4. How did you become a Christian?
My faith formation was interesting, in that I was raised Catholic, but brought up Protestant. My father was solidly Christian and looking for a denomination that felt right to him academically, and my mother was a cradle Catholic who felt bewildered by the modernization of the church that happened in the 1960’s, so she was also exploring denominations by the time I was born, yet she still held to the doctrine of the Catholics, and imparted that to me even as we ultimately settled into the Episcopal Church. By the time I was college-aged, I read with great interest about what separated Anglicans from Roman Catholics and found that most of my beliefs were Catholic, particularly my belief that Jesus is really and truly present in the Eucharist, so I met with a Catholic priest, and expressed interest in becoming Catholic. I was received into the Catholic Church in 1992.
5. How did you become a lay Carmelite?
Along the same lines as I’ve described, my mother taught me about the lives of the Catholic saints, and I felt a strong affinity for the life of St. Therésé of Lisieux from a very early age. Her spirituality and manner of loving God resonated within me for many years. But my introduction to Carmelite life is a much more personal story! I found myself in 2002 searching for a deeper spiritual life, and I attended a 9-day mission as part of that.
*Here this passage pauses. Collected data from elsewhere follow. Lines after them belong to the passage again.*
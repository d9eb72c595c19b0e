//! LabBook command - list and create local LabBooks

use crate::cli::{LabBookAction, LabBookArgs, OutputFormat, PageOptions};
use crate::config::Config;
use crate::context::RequestContext;
use crate::error::LabResult;
use crate::labbook::{FsLabBookLoader, LabBookSummary};
use crate::paging::Connection;
use crate::resolve;
use crate::ui::{self, UiContext};
use console::style;
use std::sync::Arc;

/// Execute the labbook command
pub async fn execute(args: LabBookArgs, config: &Config, username: &str) -> LabResult<()> {
    match args.action {
        LabBookAction::List(options) => list(options, config, username).await,
        LabBookAction::Create {
            name,
            description,
            owner,
        } => {
            let owner = owner.as_deref().unwrap_or(username);
            create(config, username, owner, &name, &description).await
        }
    }
}

async fn list(options: PageOptions, config: &Config, username: &str) -> LabResult<()> {
    let connection = resolve::local_labbooks(
        &config.storage.working_dir,
        username,
        &options.order_by,
        &options.sort,
        &options.connection_args(),
    )
    .await?;

    match options.format {
        OutputFormat::Json => println!("{}", serde_json::to_string_pretty(&connection)?),
        OutputFormat::Plain => {
            for summary in connection.nodes() {
                println!("{}/{}", summary.owner, summary.name);
            }
        }
        OutputFormat::Table => print_table(&connection),
    }

    Ok(())
}

fn print_table(connection: &Connection<LabBookSummary>) {
    let ctx = UiContext::detect();
    if connection.is_empty() {
        ui::step_info(&ctx, "No LabBooks found");
        return;
    }

    ui::intro(&ctx, "LabBooks");
    println!(
        "{:<16} {:<24} {:<17} {:<17} {}",
        style("OWNER").bold(),
        style("NAME").bold(),
        style("CREATED").bold(),
        style("MODIFIED").bold(),
        style("CURSOR").bold()
    );
    println!("{}", "-".repeat(90));

    for edge in &connection.edges {
        let summary = &edge.node;
        println!(
            "{:<16} {:<24} {:<17} {:<17} {}",
            summary.owner,
            summary.name,
            summary.created_on.format("%Y-%m-%d %H:%M"),
            summary.modified_on.format("%Y-%m-%d %H:%M"),
            style(&edge.cursor).dim()
        );
    }

    println!();
    ui::page_footer(&ctx, connection.len(), &connection.page_info);
}

async fn create(
    config: &Config,
    username: &str,
    owner: &str,
    name: &str,
    description: &str,
) -> LabResult<()> {
    let loader = Arc::new(FsLabBookLoader::new(&config.storage.working_dir));
    let request = RequestContext::new(username, Arc::clone(&loader));

    let labbook = resolve::create_labbook(&request, &loader, owner, name, description).await?;

    let ctx = UiContext::detect();
    ui::step_ok_detail(
        &ctx,
        &format!("Created LabBook {}", labbook.node_id()),
        &labbook.root.display().to_string(),
    );
    Ok(())
}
Toward the end, I felt desperate need to keep the momentum going and took it to prayer. As I prayed before the tabernacle on the last day of the mission, someone I had just met interrupted me to someone. I was, frankly, irritated. Couldn’t she see I was praying? But she insisted, so I let her lead me all the way to the other side of the church, and there was the woman she wanted me to meet. As this woman shook my hand, she said, “If you want to keep the momentum of this mission going, you would do well to come to the Carmelites.” I was shocked, because I had not told anyone of my prayer, and to encounter that exact wording was a direct answer! I found it very intimidating to think that I was being offered the opportunity to join the same religious order as that of St. Therese of Lisieux and the other Carmelite saints, but I did so with the child-like confidence Therese described in her own life, and was received into the Carmelite Third Order in May of 2006.
6. What’s your favorite bible passage and why?
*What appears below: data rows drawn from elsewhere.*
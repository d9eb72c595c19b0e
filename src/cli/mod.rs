//! Command-line interface for lbr

mod args;
pub mod commands;

pub use args::{
    Cli, Commands, ConfigAction, ConfigArgs, EnvironmentArgs, LabBookAction, LabBookArgs,
    OutputFormat, PageOptions, RemoteAction, RemoteArgs,
};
Matthew 7:7 is the passage that finds me here today. When my mother was in her 6th month of pregnancy, she suffered a significant hemorrhage which left me still afterward. The doctors cautioned her that they could not detect a heartbeat and that I had likely died, and there was no fetal movement after my mother returned home. She opened her Bible and it fell on Matthew 7:7. My mother says she prayed that passage and asked for my days to come…and at that moment, she says I leapt wth a fervor that looked like a Loch Ness monster trying to escape her abdomen! Every breath I take is a proclamation of Matthew 7:7.